首页 > > 详细

MECH 203 Week 4

 MECH 203

Week 4 Jupyter Notebook Written Report
Statistical Processes
Due date: Sunday of Week 5 
Grading & Weight: This assignment is out of 100 marks, as further specified in the mark breakdown for 
each question, and in the rubric below. The assignment is worth 9.5% of your overall final grade in the 
course.
Late Penalty: Late submissions will be penalized at 10% each day for up to 5 days, in which case a 
grade of zero will be given.
1. Overview 
For this assignment, you will model a number of processes to help you get a better understanding of 
random processes. You will answer 4 questions that will help you better understand these 
processes. You will submit a report to onQ in the form of a Jupyter notebook before the deadline 
specified.
This assignment directly aligns with the following Course Learning Outcomes (CLOs):
CLO 2: Explain random processes, including Gaussian, Poisson and binomial 
CLO 3: Analyze random processes, including Gaussian, Poisson and binomial
1.1 Time for completion
This assignment will take approximately six (6) hours to complete. You will begin working on this 
assignment in the two hour tutorial of Week 4, and finish on your own time before the deadline. 
1.2 Instructions 
For this assignment, you will answer the questions in order to improve your understanding of the 
content that you have become familiar with this week. You will submit a report in the form of a 
Jupyter notebook. Your Jupyter notebook must contain the following information:
• Completion of the tasks and discussion
o Include code required to correctly complete the task
o Include comments to explain your thought process and code logic
o Discuss the results of what was found and answer the questions in the task list
• Format
o See the Jupyter Notebook report template in onQ to format your report.
TASKS
Question 1
Context:
Take for the outcome of a hockey game, a win or a loss. Imagine a good team vs. a poor team. A good 
team will have a higher probability of winning games (P=0.7) compared to the poor team (P=0.3) while a 
middle of the pack team may have a win pct. of 50% (P=0.5). Now consider how these probabilities will 
play out over the course of a single game, a lockout shortened season (42 games), and a full 82 game 
season.
Steps:
1. Create a routine that uses a uniform random generator, from 0 to 1. For each game, draw a 
random number. If the number is smaller than P, suppose that the team won a game. If not, it 
lost. (use np.random.random, not a scipy.stats built-in distribution ) (3 marks)

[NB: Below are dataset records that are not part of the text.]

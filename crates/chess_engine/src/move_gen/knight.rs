//! Knight move generation
//!
//! Handles knight-specific move generation. Knights move in an L-shape pattern:
//! 2 squares in one direction, then 1 square perpendicular (or vice versa).
//!
//! ## Knight Movement Rules
//!
//! - Knights can jump over pieces (unlike sliding pieces)
//! - 8 possible destinations from most squares (fewer near edges)
//! - Cannot move to squares occupied by own pieces
//! - Can capture opponent pieces on destination squares

use crate::board::Board;
use crate::constants::KNIGHT_OFFSETS;
use crate::types::{Color, Square};

/// Every in-bounds L-jump from `from`, occupied or not
pub fn control_area(from: Square) -> Vec<Square> {
    KNIGHT_OFFSETS
        .iter()
        .filter_map(|&(d_row, d_col)| from.offset(d_row, d_col))
        .collect()
}

/// Generate knight moves from a given square
///
/// Filters the control area, removing squares occupied by own pieces.
pub fn moves(board: &Board, from: Square, color: Color) -> Vec<Square> {
    control_area(from)
        .into_iter()
        .filter(|&to| !board.occupied_by(to, color))
        .collect()
}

2. Let’s consider individual games. Using the “simulator” developed in step 1, simulate 100 
independent games, using
a. P = 0.3 (2 marks)
b. P = 0.5 (2 marks)
c. P = 0.7 (2 marks)
3. Draw three histograms, one for each value of P. Plot the number of times you counted a win and 
the number of times you counted a loss. (2 marks)
4. Now, instead of simulating individual games, simulate 100 seasons, each with 42 games, using
a. P = 0.3 (2 marks)
b. P = 0.5 (2 marks)
c. P = 0.7 (2 marks)
5. Draw three histograms of the number of games won in each season, one for each value of P. 

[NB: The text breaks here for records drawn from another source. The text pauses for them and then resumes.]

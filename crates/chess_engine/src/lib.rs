//! Chess rules engine for two-player live games
//!
//! Synchronous and free of I/O. The layers, leaves first:
//! - [`types`] - squares, moves, colors, status and identifiers
//! - [`pieces`] - the closed [`Piece`] variant
//! - [`move_gen`] - per-kind control areas and legal moves
//! - [`board`] - the 8×8 [`Board`] with castling, promotion and check logic
//! - [`api`] - [`Game`] and [`GamePost`], who may move what
//! - [`snapshot`] - JSON views that convert back into boards and games
//!
//! ```
//! use chess_engine::{Game, GameStatus, Identity, MatchId, Move};
//!
//! let white = Identity::new("white");
//! let black = Identity::new("black");
//! let mut game = Game::new(MatchId::generate(), white.clone(), black.clone()).unwrap();
//!
//! for (who, from, to) in [(&white, "f2", "f3"), (&black, "e7", "e5"), (&white, "g2", "g4"), (&black, "d8", "h4")] {
//!     game.play(who, &Move::from_notation(from, to).unwrap()).unwrap();
//! }
//! assert!(matches!(game.status(), GameStatus::Win { .. }));
//! ```

pub mod api;
pub mod board;
pub mod constants;
pub mod error;
pub mod move_gen;
pub mod pieces;
pub mod snapshot;
pub mod types;

pub use api::{Game, GamePost};
pub use board::Board;
pub use error::{ChessEngineError, ChessEngineResult};
pub use pieces::{Piece, PieceKind, PromotionKind};
pub use snapshot::{BoardSnapshot, CastlingSnapshot, CellSnapshot, GameSnapshot};
pub use types::{
    CastleSide, CastlingRights, Color, DrawReason, GameStatus, Identity, MatchId, Move,
    MoveRecord, Square, WinReason,
};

6. Simulate 100 seasons, each with 82 games, using
a. P = 0.3 (2 marks)
b. P = 0.5 (2 marks)
c. P = 0.7 (2 marks)
7. Draw three histograms of the number of games won in each season, one for each value of P. (2 
marks)
8. Up until now, you’ve drawn 9 histograms. Using a scipy.stats built-in distribution, overlay the 
appropriate distribution function over each histogram. (2 marks)
9. Last year, the Toronto Maple Leafs won 46 games. Calculate the probability that, over an 82-
game season, an average-strength team (P=0.5) wins 46 games or more. (2 marks)
10. During the 2015-2016 season, the Montreal Canadiens started the season with 9 consecutive 
wins. 
a. Calculate the probability for an average team (P=0.5) to win 9 games in a row. (2 marks)
b. Later that year, the team lost 21 out of 26 games. Calculate the probability 
for an average team (P=0.5) to win 5 games or less out of 26 games. (2 marks)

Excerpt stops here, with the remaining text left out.